Rogation 1

Rogation Meditation




Reading: Mark 4:39



So God is like a farmer sowing seed. Does that mean that a farmer sowing his seed is like you, Father?

Is it a holy thing to be a farmer?

Is the production of food sacramental?

Do you call men and women to this work as you call priests and preachers to their work?

And if the soil can stand for men and women does it need loving care?

does it have soil rights?

is it a sin to destroy it and take away its life?
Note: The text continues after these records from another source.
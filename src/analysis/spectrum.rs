//! Short-time spectrum helpers shared by the spectral extractor and the
//! chroma chord classifier.

use rustfft::{num_complex::Complex, Fft, FftPlanner};
use std::sync::Arc;

/// Reference tuning for pitch-class mapping
const A4_HZ: f32 = 440.0;

/// Pitch class index of A (C = 0)
const A_PITCH_CLASS: i32 = 9;

/// Periodic Hann window of length `n`
pub fn hann_window(n: usize) -> Vec<f32> {
    if n <= 1 {
        return vec![1.0; n];
    }
    (0..n)
        .map(|i| {
            let phase = 2.0 * std::f32::consts::PI * i as f32 / n as f32;
            0.5 * (1.0 - phase.cos())
        })
        .collect()
}

/// Map a frequency to its nearest equal-tempered pitch class (C = 0)
pub fn pitch_class_of(freq_hz: f32) -> Option<usize> {
    if !(freq_hz.is_finite() && freq_hz > 0.0) {
        return None;
    }
    let semitones_from_a4 = (12.0 * (freq_hz / A4_HZ).log2()).round() as i32;
    Some((semitones_from_a4 + A_PITCH_CLASS).rem_euclid(12) as usize)
}

/// Magnitude spectrum computer with a fixed FFT size
///
/// Frames shorter than the FFT size are windowed then zero-padded; longer
/// frames are truncated to their centre.
pub struct MagnitudeSpectrum {
    fft: Arc<dyn Fft<f32>>,
    size: usize,
}

impl MagnitudeSpectrum {
    pub fn new(size: usize) -> Self {
        let mut planner = FftPlanner::new();
        Self {
            fft: planner.plan_fft_forward(size),
            size,
        }
    }

    pub fn size(&self) -> usize {
        self.size
    }

    /// Number of non-negative frequency bins
    pub fn bins(&self) -> usize {
        self.size / 2 + 1
    }

    /// Frequency in Hz of bin `k`
    pub fn bin_frequency(&self, k: usize, sample_rate: u32) -> f32 {
        k as f32 * sample_rate as f32 / self.size as f32
    }

    /// Hann-windowed magnitude spectrum of one frame
    pub fn compute(&self, frame: &[f32]) -> Vec<f32> {
        let frame = if frame.len() > self.size {
            let offset = (frame.len() - self.size) / 2;
            &frame[offset..offset + self.size]
        } else {
            frame
        };

        let window = hann_window(frame.len());
        let mut buffer = vec![Complex::new(0.0f32, 0.0); self.size];
        for (slot, (&x, &w)) in buffer.iter_mut().zip(frame.iter().zip(window.iter())) {
            *slot = Complex::new(x * w, 0.0);
        }

        self.fft.process(&mut buffer);
        buffer[..self.bins()].iter().map(|c| c.norm()).collect()
    }

    /// 12-bin chroma from a magnitude spectrum, summing power of bins whose
    /// frequency lies in `[min_hz, max_hz]`. Unnormalized.
    pub fn chroma(
        &self,
        magnitudes: &[f32],
        sample_rate: u32,
        min_hz: f32,
        max_hz: f32,
    ) -> [f32; 12] {
        let mut chroma = [0.0f32; 12];
        for (k, &m) in magnitudes.iter().enumerate().skip(1) {
            let freq = self.bin_frequency(k, sample_rate);
            if freq < min_hz || freq > max_hz {
                continue;
            }
            if let Some(pc) = pitch_class_of(freq) {
                chroma[pc] += m * m;
            }
        }
        chroma
    }
}

/// Root mean square of a frame
pub fn rms(frame: &[f32]) -> f32 {
    if frame.is_empty() {
        return 0.0;
    }
    (frame.iter().map(|x| x * x).sum::<f32>() / frame.len() as f32).sqrt()
}

#[cfg(test)]
mod tests {
    use super::*;

    #[test]
    fn test_pitch_class_mapping() {
        assert_eq!(pitch_class_of(440.0), Some(9));
        assert_eq!(pitch_class_of(261.63), Some(0));
        assert_eq!(pitch_class_of(392.0), Some(7));
        assert_eq!(pitch_class_of(466.16), Some(10));
        assert_eq!(pitch_class_of(0.0), None);
    }

    #[test]
    fn test_hann_window_endpoints() {
        let w = hann_window(8);
        assert_eq!(w.len(), 8);
        assert!(w[0].abs() < 1e-6);
        assert!((w[4] - 1.0).abs() < 1e-6);
    }

    #[test]
    fn test_sine_peaks_at_expected_bin() {
        let sr = 8000;
        let spectrum = MagnitudeSpectrum::new(1024);
        let frame: Vec<f32> = (0..1024)
            .map(|i| (2.0 * std::f32::consts::PI * 1000.0 * i as f32 / sr as f32).sin())
            .collect();
        let mags = spectrum.compute(&frame);
        let peak = mags
            .iter()
            .enumerate()
            .max_by(|a, b| a.1.total_cmp(b.1))
            .map(|(k, _)| k)
            .unwrap();
        assert_eq!(peak, 128);
    }

    #[test]
    fn test_rms() {
        assert_eq!(rms(&[]), 0.0);
        assert!((rms(&[1.0, -1.0, 1.0, -1.0]) - 1.0).abs() < 1e-6);
    }
}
does it carry a shadow of the reflection of your image?



And what do you think about the way we sow seeds now, Father?

We don’t just throw the seed about and hope it falls in the right place.

We discourage the birds and those who would walk through our precious crops.

We clear the stones away where we can.

We poison the thorns and weeds.

We drill the seed into the good soil and we make it better with fertiliser.

We want all the seed to produce a crop.

We want it to multiply a hundred and two hundred and three hundred fold.

We have to do this because there are fewer of us to do the work and there are thousands of millions of mouths to feed.


My child, it is indeed a holy thing to farm my good earth and to produce food for my people.

I call men and women to this work with such a strong calling that they put up with many pains and problems in order to follow their calling.

And the soil has its holiness too:

The holiness of my creation which I have declared good:

The holiness of the life it supports.


I have long watched the changing pattern of your farming.

I cannot applaud the lifestyle which throws away so much of the food that you produce.

I cannot applaud the economics of greed and convenience which demands so much transport, using up resources built up over millennia, polluting the air you breathe,

giving unnecessary distress to animals you have raised and cared for.


I cannot applaud the short term measures which destroy treasures and works

of my art in nature which can give you joy no money can buy.

But you have done well to use the land and produce nourishing food.

I am pleased that, at least in your land, no one need go hungry.

Every day millions of people say to me, ‘Give us this day our daily bread’, and farmers are part of my answer to that prayer.

My prayer is that the soil and seed might be good for tomorrow’s farmers too.

My prayer is that farmers will find a way to feed the world that they can sustain for generations to come.

My son, is it permissible for God to make a prayer?

Can I ask my people to live so that I am able to give their children their daily bread?